> [WHAT IS NEEDED]: Quote exactly, and only, the lines of the material below from the line with "assert!((face.line_height(128.0) - 2.0" through the line with "on (512, 128).".

> [MATERIAL PROVIDED]:
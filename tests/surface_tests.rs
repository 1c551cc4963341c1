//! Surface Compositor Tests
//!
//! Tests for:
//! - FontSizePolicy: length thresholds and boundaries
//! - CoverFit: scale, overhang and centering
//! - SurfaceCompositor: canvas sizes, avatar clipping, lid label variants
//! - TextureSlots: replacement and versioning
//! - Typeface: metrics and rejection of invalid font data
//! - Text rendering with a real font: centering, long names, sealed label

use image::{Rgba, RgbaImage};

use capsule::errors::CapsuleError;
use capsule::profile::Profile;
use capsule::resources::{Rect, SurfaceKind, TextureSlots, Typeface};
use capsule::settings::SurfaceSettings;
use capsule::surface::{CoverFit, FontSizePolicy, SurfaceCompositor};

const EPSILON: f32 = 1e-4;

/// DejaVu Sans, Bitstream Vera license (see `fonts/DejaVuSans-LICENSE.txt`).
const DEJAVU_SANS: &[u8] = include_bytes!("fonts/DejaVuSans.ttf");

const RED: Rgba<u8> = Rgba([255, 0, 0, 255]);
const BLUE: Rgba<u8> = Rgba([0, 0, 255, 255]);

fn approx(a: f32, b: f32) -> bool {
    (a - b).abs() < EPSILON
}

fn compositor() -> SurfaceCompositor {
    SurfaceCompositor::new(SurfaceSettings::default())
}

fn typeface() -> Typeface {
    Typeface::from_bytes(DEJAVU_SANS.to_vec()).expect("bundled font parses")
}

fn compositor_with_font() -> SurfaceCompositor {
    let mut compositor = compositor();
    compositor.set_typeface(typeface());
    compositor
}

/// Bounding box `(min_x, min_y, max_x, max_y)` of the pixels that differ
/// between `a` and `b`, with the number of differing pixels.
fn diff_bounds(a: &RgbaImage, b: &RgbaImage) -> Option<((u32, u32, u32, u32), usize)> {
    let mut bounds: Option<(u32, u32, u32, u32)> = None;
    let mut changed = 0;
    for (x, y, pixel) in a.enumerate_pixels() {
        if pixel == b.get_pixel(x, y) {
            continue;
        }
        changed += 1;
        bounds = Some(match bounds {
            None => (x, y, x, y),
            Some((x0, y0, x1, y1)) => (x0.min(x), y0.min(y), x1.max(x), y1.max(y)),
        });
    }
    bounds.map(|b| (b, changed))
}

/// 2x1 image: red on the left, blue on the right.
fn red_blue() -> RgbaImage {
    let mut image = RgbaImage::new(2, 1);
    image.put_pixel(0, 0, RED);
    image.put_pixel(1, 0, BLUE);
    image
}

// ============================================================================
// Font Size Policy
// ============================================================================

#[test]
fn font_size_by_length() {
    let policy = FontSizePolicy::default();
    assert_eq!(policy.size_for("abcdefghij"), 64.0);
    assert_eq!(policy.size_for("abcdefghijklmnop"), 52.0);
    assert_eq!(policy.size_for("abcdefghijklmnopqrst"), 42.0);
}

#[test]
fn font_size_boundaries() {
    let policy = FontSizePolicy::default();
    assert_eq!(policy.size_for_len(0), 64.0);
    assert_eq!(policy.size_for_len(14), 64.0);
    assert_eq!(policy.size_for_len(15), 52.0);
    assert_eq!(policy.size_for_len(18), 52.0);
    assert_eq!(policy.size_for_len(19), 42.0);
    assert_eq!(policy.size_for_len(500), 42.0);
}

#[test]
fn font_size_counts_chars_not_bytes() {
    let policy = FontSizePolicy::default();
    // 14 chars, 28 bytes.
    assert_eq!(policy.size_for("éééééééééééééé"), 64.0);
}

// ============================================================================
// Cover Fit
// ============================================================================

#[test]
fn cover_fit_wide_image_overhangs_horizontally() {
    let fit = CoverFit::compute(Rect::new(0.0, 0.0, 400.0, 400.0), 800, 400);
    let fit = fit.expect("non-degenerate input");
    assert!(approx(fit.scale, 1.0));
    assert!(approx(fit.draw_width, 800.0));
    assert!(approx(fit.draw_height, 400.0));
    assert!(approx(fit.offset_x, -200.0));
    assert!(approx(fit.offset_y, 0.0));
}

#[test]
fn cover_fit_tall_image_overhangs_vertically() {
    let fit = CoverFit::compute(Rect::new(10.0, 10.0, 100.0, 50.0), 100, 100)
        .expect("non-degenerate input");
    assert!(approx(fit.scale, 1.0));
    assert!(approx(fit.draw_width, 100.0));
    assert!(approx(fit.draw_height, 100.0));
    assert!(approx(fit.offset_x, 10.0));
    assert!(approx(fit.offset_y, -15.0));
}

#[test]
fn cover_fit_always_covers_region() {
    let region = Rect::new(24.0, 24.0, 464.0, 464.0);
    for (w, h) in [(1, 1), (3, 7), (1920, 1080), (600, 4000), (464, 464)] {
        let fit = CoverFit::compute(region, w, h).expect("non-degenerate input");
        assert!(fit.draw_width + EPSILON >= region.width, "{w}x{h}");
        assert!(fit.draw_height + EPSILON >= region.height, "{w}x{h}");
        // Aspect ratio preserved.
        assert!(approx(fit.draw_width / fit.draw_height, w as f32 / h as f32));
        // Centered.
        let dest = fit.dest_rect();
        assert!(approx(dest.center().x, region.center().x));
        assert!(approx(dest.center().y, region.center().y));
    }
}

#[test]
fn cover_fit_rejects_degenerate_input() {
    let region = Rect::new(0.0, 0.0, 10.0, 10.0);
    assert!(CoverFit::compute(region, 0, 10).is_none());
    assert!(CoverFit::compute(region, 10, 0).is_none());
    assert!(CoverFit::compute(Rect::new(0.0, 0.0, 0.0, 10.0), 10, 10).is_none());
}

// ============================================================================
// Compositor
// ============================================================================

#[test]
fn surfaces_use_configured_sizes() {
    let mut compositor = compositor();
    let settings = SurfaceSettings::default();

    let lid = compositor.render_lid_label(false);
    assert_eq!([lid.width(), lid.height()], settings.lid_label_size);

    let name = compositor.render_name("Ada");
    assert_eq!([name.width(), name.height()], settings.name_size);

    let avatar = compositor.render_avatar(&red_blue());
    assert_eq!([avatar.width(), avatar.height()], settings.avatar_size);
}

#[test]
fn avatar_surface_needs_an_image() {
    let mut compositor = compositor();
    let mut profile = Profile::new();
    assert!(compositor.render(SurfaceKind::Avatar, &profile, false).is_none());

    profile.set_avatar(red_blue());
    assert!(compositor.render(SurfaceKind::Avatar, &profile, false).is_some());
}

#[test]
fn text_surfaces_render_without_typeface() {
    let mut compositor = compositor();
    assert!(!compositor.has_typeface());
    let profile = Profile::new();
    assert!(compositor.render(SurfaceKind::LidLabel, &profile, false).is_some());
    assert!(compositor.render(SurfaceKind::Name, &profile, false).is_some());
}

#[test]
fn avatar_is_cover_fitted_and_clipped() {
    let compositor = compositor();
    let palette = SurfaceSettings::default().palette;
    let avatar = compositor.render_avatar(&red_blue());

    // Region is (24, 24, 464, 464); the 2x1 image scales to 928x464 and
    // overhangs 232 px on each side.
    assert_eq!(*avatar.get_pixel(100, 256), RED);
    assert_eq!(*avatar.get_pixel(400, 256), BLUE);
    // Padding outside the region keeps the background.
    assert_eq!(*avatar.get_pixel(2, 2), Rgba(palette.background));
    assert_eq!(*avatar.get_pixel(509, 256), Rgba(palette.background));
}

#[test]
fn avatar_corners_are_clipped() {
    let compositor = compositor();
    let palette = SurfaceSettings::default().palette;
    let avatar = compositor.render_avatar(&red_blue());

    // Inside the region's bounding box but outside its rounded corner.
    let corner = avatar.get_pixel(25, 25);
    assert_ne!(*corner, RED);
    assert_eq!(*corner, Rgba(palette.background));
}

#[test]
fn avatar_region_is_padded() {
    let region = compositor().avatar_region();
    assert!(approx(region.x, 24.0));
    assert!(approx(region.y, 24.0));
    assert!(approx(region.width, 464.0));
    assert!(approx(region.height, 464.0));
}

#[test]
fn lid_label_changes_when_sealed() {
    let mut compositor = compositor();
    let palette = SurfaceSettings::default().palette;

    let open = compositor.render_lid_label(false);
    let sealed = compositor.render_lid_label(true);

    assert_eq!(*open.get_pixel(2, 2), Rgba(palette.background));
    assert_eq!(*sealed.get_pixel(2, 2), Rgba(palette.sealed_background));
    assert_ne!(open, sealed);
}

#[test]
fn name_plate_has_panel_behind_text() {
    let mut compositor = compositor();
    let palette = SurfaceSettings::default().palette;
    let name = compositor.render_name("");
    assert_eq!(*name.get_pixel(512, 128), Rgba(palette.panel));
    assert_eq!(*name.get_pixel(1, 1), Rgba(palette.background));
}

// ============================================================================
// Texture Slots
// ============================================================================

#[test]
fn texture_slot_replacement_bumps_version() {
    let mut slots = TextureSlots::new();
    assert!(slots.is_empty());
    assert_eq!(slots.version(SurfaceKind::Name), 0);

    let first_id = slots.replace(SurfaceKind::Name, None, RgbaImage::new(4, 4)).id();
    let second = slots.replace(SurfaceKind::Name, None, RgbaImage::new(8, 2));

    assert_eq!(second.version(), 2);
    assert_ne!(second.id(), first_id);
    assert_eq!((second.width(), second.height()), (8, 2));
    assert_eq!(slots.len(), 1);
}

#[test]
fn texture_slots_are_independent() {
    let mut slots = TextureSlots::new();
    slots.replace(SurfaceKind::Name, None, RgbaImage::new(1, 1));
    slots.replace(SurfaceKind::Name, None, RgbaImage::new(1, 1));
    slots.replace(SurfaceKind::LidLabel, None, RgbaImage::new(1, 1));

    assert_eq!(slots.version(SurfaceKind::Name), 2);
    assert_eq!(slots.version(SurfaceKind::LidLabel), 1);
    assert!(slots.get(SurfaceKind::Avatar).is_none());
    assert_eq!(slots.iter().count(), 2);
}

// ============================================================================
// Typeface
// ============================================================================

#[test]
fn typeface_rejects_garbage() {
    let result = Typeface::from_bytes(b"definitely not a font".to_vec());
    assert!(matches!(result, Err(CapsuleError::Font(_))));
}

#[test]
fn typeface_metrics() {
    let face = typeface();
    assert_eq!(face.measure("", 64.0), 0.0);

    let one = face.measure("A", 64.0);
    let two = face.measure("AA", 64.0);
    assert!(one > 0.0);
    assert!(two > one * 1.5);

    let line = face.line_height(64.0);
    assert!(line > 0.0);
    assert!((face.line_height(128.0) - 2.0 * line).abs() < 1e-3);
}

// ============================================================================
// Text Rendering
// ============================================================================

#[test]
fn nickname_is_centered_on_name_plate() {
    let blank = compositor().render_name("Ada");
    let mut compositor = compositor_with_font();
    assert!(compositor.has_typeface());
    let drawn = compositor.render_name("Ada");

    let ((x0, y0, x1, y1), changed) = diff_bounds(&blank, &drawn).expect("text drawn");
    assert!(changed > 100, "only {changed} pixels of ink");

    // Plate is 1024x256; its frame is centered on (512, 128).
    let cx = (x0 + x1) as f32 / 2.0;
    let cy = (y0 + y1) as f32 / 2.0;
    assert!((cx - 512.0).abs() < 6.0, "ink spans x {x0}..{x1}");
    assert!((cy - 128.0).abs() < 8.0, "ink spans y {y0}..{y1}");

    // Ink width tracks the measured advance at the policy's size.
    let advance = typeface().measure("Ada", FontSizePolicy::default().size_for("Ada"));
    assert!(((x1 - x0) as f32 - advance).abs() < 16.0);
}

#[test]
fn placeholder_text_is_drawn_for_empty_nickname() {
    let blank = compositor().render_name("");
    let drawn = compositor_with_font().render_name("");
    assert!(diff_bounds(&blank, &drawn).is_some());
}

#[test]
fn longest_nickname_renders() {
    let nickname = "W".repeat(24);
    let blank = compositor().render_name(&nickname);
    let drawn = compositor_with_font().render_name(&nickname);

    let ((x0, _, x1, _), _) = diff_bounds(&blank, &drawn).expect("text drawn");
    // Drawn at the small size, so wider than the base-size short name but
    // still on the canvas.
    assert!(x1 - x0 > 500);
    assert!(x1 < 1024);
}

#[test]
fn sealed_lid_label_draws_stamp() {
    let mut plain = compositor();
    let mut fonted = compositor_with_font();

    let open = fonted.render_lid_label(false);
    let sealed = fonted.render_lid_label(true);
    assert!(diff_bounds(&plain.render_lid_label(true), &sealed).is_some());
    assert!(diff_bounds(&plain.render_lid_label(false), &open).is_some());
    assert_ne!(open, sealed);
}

> [YOUR RESPONSE]:
    assert!((face.line_height(128.0) - 2.0 * line).abs() < 1e-3);
}

// ============================================================================
// Text Rendering
// ============================================================================

#[test]
fn nickname_is_centered_on_name_plate() {
    let blank = compositor().render_name("Ada");
    let mut compositor = compositor_with_font();
    assert!(compositor.has_typeface());
    let drawn = compositor.render_name("Ada");

    let ((x0, y0, x1, y1), changed) = diff_bounds(&blank, &drawn).expect("text drawn");
    assert!(changed > 100, "only {changed} pixels of ink");

    // Plate is 1024x256; its frame is centered on (512, 128).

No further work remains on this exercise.